The Shaker movement was at its height between 1820 and 1860. It was at this time that the sect had its most members, and the period was considered its "golden age". It had expanded from New England to the Midwestern states of Indiana, Kentucky and Ohio. It was during this period that it became known for its furniture design and craftsmanship. In the late 1830s a spiritual revivalism, the Era of Manifestations was born. It was also known as the "period of Mother's work", for the spiritual revelations that were passed from the late Mother Ann Lee.

==Spiritual revelations==
The Era of Manifestations began at Watervliet, New York, in 1837 and soon spread throughout Shaker society. For instance, The Era of Manifestations, also called "Mother Ann's Work", was a part of Shaker life in New Lebanon, New York, and Hancock, Massachusetts. Ann Lee's followers testified that she had many "spiritual gifts," including visions, prophecy, healing hands, and "the power of God" in her touch. The Shakers appreciated the revival tradition and brought those practices into Shaker worship.

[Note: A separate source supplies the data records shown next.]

use crate::DataBlock;

/// A run of bits inside the bitmap block, one bit per tracked item.
///
/// Bit `i` lives in byte `offset + i / 8` at position `i % 8`; a set bit means
/// the item is in use.
#[derive(Debug, Clone, Copy)]
pub struct Bitmap {
    /// Byte offset of the bitmap inside its block
    offset: usize,
    /// Number of tracked items
    bits: usize,
}

impl Bitmap {
    #[inline]
    pub const fn new(offset: usize, bits: usize) -> Self {
        Self { offset, bits }
    }

    pub fn get(&self, block: &DataBlock, index: usize) -> bool {
        debug_assert!(index < self.bits);
        block[self.offset + index / 8] & (1 << (index % 8)) != 0
    }

    pub fn put(&self, block: &mut DataBlock, index: usize, used: bool) {
        debug_assert!(index < self.bits);
        let byte = &mut block[self.offset + index / 8];
        if used {
            *byte |= 1 << (index % 8);
        } else {
            *byte &= !(1 << (index % 8));
        }
    }

    /// Index of the first clear bit at or after `from`.
    pub fn first_clear(&self, block: &DataBlock, from: usize) -> Option<usize> {
        let bytes = &block[self.offset..self.offset + self.bits.div_ceil(8)];

        bytes
            .iter()
            .enumerate()
            .skip(from / 8)
            .find_map(|(byte_index, &bits)| {
                // bits below `from` in its own byte count as taken
                let bits = if byte_index == from / 8 {
                    bits | ((1u8 << (from % 8)) - 1)
                } else {
                    bits
                };
                (bits != u8::MAX).then(|| byte_index * 8 + bits.trailing_ones() as usize)
            })
            .filter(|&index| index < self.bits)
    }

    pub fn count_clear(&self, block: &DataBlock) -> usize {
        (0..self.bits).filter(|&index| !self.get(block, index)).count()
    }
}
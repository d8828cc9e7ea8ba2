//! # Block device interface
//!
//! A block device stores data in fixed-size blocks. [`BlockDevice`] abstracts
//! reading and writing those blocks; the filesystem engine only ever talks to
//! its backing store through this trait.

use std::io;
use std::sync::Mutex;

/// Block device driver trait.
///
/// `buf` always holds exactly one block; a short transfer is an error.
pub trait BlockDevice: Send + Sync {
    fn read_block(&self, block_id: usize, buf: &mut [u8]) -> io::Result<()>;
    fn write_block(&self, block_id: usize, buf: &[u8]) -> io::Result<()>;

    /// Size of one block in bytes.
    fn block_size(&self) -> usize;

    /// Number of addressable blocks.
    fn block_count(&self) -> usize;
}

/// A block device kept entirely in host memory.
#[derive(Debug)]
pub struct RamDisk {
    block_size: usize,
    data: Mutex<Vec<u8>>,
}

impl RamDisk {
    pub fn new(block_size: usize, block_count: usize) -> Self {
        Self {
            block_size,
            data: Mutex::new(vec![0; block_size * block_count]),
        }
    }

    /// Copy of the whole device contents.
    pub fn snapshot(&self) -> Vec<u8> {
        self.lock().clone()
    }

    fn lock(&self) -> std::sync::MutexGuard<'_, Vec<u8>> {
        // a poisoned image is still a consistent byte array
        self.data.lock().unwrap_or_else(|poisoned| poisoned.into_inner())
    }

    fn range(&self, block_id: usize, len: usize) -> io::Result<std::ops::Range<usize>> {
        if len != self.block_size || block_id >= self.block_count() {
            return Err(io::Error::new(
                io::ErrorKind::InvalidInput,
                format!("block {block_id} ({len} bytes) out of range"),
            ));
        }
        let start = block_id * self.block_size;
        Ok(start..start + self.block_size)
    }
}

impl BlockDevice for RamDisk {
    fn read_block(&self, block_id: usize, buf: &mut [u8]) -> io::Result<()> {
        let range = self.range(block_id, buf.len())?;
        buf.copy_from_slice(&self.lock()[range]);
        Ok(())
    }

    fn write_block(&self, block_id: usize, buf: &[u8]) -> io::Result<()> {
        let range = self.range(block_id, buf.len())?;
        self.lock()[range].copy_from_slice(buf);
        Ok(())
    }

    fn block_size(&self) -> usize {
        self.block_size
    }

    fn block_count(&self) -> usize {
        self.lock().len() / self.block_size
    }
}
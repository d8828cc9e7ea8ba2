mod cli;

use std::path::Path;

use clap::Parser;
use cli::{Cli, Command};
use nufs::{Owner, Storage, IMAGE_SIZE};
use nufs_fuse::MountOptions;
use typed_bytesize::ByteSizeIec;

fn main() -> Result<(), Box<dyn std::error::Error>> {
    env_logger::init();

    match Cli::parse().command {
        Command::Mount {
            image,
            mountpoint,
            allow_other,
            auto_unmount,
            read_only,
        } => {
            let storage = open(&image)?;
            let options = MountOptions {
                read_only,
                allow_other,
                auto_unmount,
            };
            nufs_fuse::mount(storage, mountpoint, &options)?;
        }
        Command::Format { image } => {
            let storage = open(&image)?;
            let statfs = storage.statfs();
            println!(
                "{}: {} blocks free, {} inodes free",
                image.display(),
                statfs.free_blocks,
                statfs.free_inodes
            );
        }
        Command::Pack { image, source } => {
            let storage = open(&image)?;
            nufs_fuse::pack(&storage, &source)?;
        }
        Command::Ls { image, path } => {
            let storage = open(&image)?;
            for entry in storage.list(path.as_str())? {
                println!(
                    "{:>4} {:06o} {:>3} {:>8} {}",
                    entry.inode,
                    entry.stat.mode(),
                    entry.stat.links,
                    entry.stat.size,
                    entry.name
                );
            }
        }
    }

    Ok(())
}

/// Opens the image, reporting every inode as owned by the invoking user.
fn open(image: &Path) -> vfs::Result<Storage> {
    log::info!(
        "image={} ({})",
        image.display(),
        ByteSizeIec(IMAGE_SIZE as u64)
    );
    // SAFETY: getuid and getgid cannot fail and touch no memory
    let owner = unsafe {
        Owner {
            uid: libc::getuid(),
            gid: libc::getgid(),
        }
    };
    Ok(nufs_fuse::open_image(image)?.with_owner(owner))
}
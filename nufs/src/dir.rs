//! # Directory index
//!
//! A directory owns exactly one data block, read as [`DIR_CAPACITY`] fixed
//! slots. Lookups, inserts and deletes scan the slots in physical order.

use log::trace;
use vfs::{Error, Result};

use crate::arena::BlockId;
use crate::inode::{InodeId, InodeTable};
use crate::layout::{DirEntry, OnDisk};
use crate::BLOCK_SIZE;

/// Entries one directory block can hold.
pub const DIR_CAPACITY: usize = BLOCK_SIZE / DirEntry::SIZE;

/// Resolves the data block of `inum`, which must be a directory.
fn dir_block(table: &InodeTable, inum: InodeId) -> Result<BlockId> {
    let disk_inode = table.get(inum).ok_or(Error::NotFound)?;
    if !disk_inode.is_dir() {
        return Err(Error::NotADirectory);
    }
    Ok(disk_inode.block)
}

fn slot_offset(slot: usize) -> usize {
    slot * DirEntry::SIZE
}

/// Read-only view of a directory.
#[derive(Debug, Clone, Copy)]
pub struct Directory<'a> {
    table: &'a InodeTable,
    block: BlockId,
}

impl<'a> Directory<'a> {
    pub fn open(table: &'a InodeTable, inum: InodeId) -> Result<Self> {
        let block = dir_block(table, inum)?;
        Ok(Self { table, block })
    }

    fn entry(&self, slot: usize) -> Result<DirEntry> {
        self.table
            .arena()
            .map(self.block, slot_offset(slot), |entry: &DirEntry| entry.clone())
    }

    fn entries(&self) -> impl Iterator<Item = Result<(usize, DirEntry)>> + '_ {
        (0..DIR_CAPACITY).map(|slot| self.entry(slot).map(|entry| (slot, entry)))
    }

    /// Slot and inode of the filled entry named `name`.
    fn find(&self, name: &str) -> Result<Option<(usize, InodeId)>> {
        for item in self.entries() {
            let (slot, entry) = item?;
            if entry.is_filled() && entry.name() == name {
                return Ok(Some((slot, entry.inum())));
            }
        }
        Ok(None)
    }

    fn first_free(&self) -> Result<Option<usize>> {
        for item in self.entries() {
            let (slot, entry) = item?;
            if !entry.is_filled() {
                return Ok(Some(slot));
            }
        }
        Ok(None)
    }

    /// Inode named `name` in this directory.
    pub fn lookup(&self, name: &str) -> Result<InodeId> {
        self.find(name)?
            .map(|(_, inum)| inum)
            .ok_or(Error::NotFound)
    }

    /// Filled entries in slot order.
    pub fn list(&self) -> Result<Vec<(String, InodeId)>> {
        let mut listing = Vec::new();
        for item in self.entries() {
            let (_, entry) = item?;
            if entry.is_filled() {
                listing.push((entry.name().to_owned(), entry.inum()));
            }
        }
        Ok(listing)
    }

    pub fn free_slots(&self) -> Result<usize> {
        let mut free = 0;
        for item in self.entries() {
            let (_, entry) = item?;
            if !entry.is_filled() {
                free += 1;
            }
        }
        Ok(free)
    }

    /// Whether nothing besides `.` and `..` is left.
    pub fn is_empty(&self) -> Result<bool> {
        Ok(self
            .list()?
            .iter()
            .all(|(name, _)| name == "." || name == ".."))
    }
}

/// Mutable view of a directory.
#[derive(Debug)]
pub struct DirectoryMut<'a> {
    table: &'a mut InodeTable,
    inum: InodeId,
    block: BlockId,
}

impl<'a> DirectoryMut<'a> {
    pub fn open(table: &'a mut InodeTable, inum: InodeId) -> Result<Self> {
        let block = dir_block(table, inum)?;
        Ok(Self { table, inum, block })
    }

    /// Read-only access to the same directory.
    pub fn view(&self) -> Directory<'_> {
        Directory {
            table: &*self.table,
            block: self.block,
        }
    }

    fn put(&mut self, slot: usize, new_entry: DirEntry) -> Result<()> {
        self.table
            .arena_mut()
            .map_mut(self.block, slot_offset(slot), |entry: &mut DirEntry| {
                *entry = new_entry
            })
    }

    /// Fills the first free slot with `name -> inum`.
    pub fn insert(&mut self, name: &str, inum: InodeId) -> Result<()> {
        let new_entry = DirEntry::new(name, inum)?;
        let slot = self.view().first_free()?.ok_or(Error::Full)?;

        trace!("dir {}: insert {name:?} -> {inum} at slot {slot}", self.inum);
        self.put(slot, new_entry)
    }

    /// Clears the entry named `name` and returns the inode it pointed to.
    pub fn delete(&mut self, name: &str) -> Result<InodeId> {
        let (slot, inum) = self.view().find(name)?.ok_or(Error::NotFound)?;

        trace!("dir {}: delete {name:?} -> {inum} at slot {slot}", self.inum);
        self.put(slot, DirEntry::default())?;
        Ok(inum)
    }

    /// Points the existing entry `name` at `inum`; returns the inode it
    /// pointed to before.
    pub fn replace(&mut self, name: &str, inum: InodeId) -> Result<InodeId> {
        let new_entry = DirEntry::new(name, inum)?;
        let (slot, old) = self.view().find(name)?.ok_or(Error::NotFound)?;

        trace!("dir {}: {name:?} now -> {inum} (was {old})", self.inum);
        self.put(slot, new_entry)?;
        Ok(old)
    }
}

The wonderful and almost incredible openings of light and truth pertaining to this and the external spiritual world, and which address themselves almost exclusively to the external man, by sensuous facts and physical demonstrations, and which, in former times and other ages, were suppressed and condemned, as the effect of unlawful communings with the powers of darkness, are now being received with joy and gladness by thousands of person, as proof of a telegraphic communication established between the two worlds; and no more to be disputed or doubted than is the existence of that marvelous submarine telegraphic cable that connects the Eastern and Western continents.

According to Shaker tradition, heavenly spirits came to earth, bringing visions, often giving them to young Shaker women, who danced, whirled, spoke in tongues, and interpreted these visions through their drawings and dancing. The immense spirituality expressed through visions and spiritual inspiration, with periodic revivals of enthusiastic worship, revitalized their meetings.

Children told of visits to cities in the spirit realm and brought messages from Mother Ann to the community. Members had visions, spoke in tongues, and experienced trance states. In 1841, a spiritual message was perceived to inaugurate the "sweeping gift," or spiritual cleansing of the village. Other messages led the Shaker Ministry to outlaw the use of pork, tea, and coffee, causing dissension rather than the union Shakers valued.

In the effort to "purify" society, some believers were expelled by visionists. At Canaan, New York, a sister recalled that they "scorched" some sluggards into leaving. In other locations, members who appeared blameless were forced to leave without any revealed infraction.

In 1842, due to these unprecedented spiritual messages being received, the Ministry decided to bar the public from Shaker worship. The same year, Shakers set aside sacred places in each community, with names like Holy Mount and Mount Sinai, for "mountain meetings" or "mountain feasts" held spring and fall. Other revelations resulted in publishing visionary Philemon Stewart's A Holy, Sacred and Divine Roll and Book.

Initially, the period had an effect of strengthening spiritual fervor and helped them to maintain their Shaker principles of simplicity, utility and honesty. The spiritual manifestations were particularly embraced by the younger members of the sect. Over time, though, the older members were increasingly disenchanted. In 1845 the sect revised their guiding edicts, the Millennial Laws, making them stricter. The laws dictated household and life practices, such as limiting mirror size and defining the allowed color of bed linens. After the revision of laws, some "believers" left the Shakers.

==Gift drawings==
Several pieces of art were created as part of the manifestation in New Lebanon, New York, and Hancock, Massachusetts. These were called "gift drawings" and depicted visions received by the Shakers during this time.

Shaker founders and early leaders had often preached about heavenly treasures greatly to be desired. Never before, however, had Shakers dared to picture these heavenly treasures. Never before had Believers seen with their eyes the close formal resemblance between the things of eternity and the things of time. The subject matter and form of the instruments' images had been prohibited for many years as a threat to the purity of the sect. But a celestial content tempered and made useful this potentially radical art.
— Spiritual Spectacles: Vision and Image in Mid-Nineteenth-Century Shakerism.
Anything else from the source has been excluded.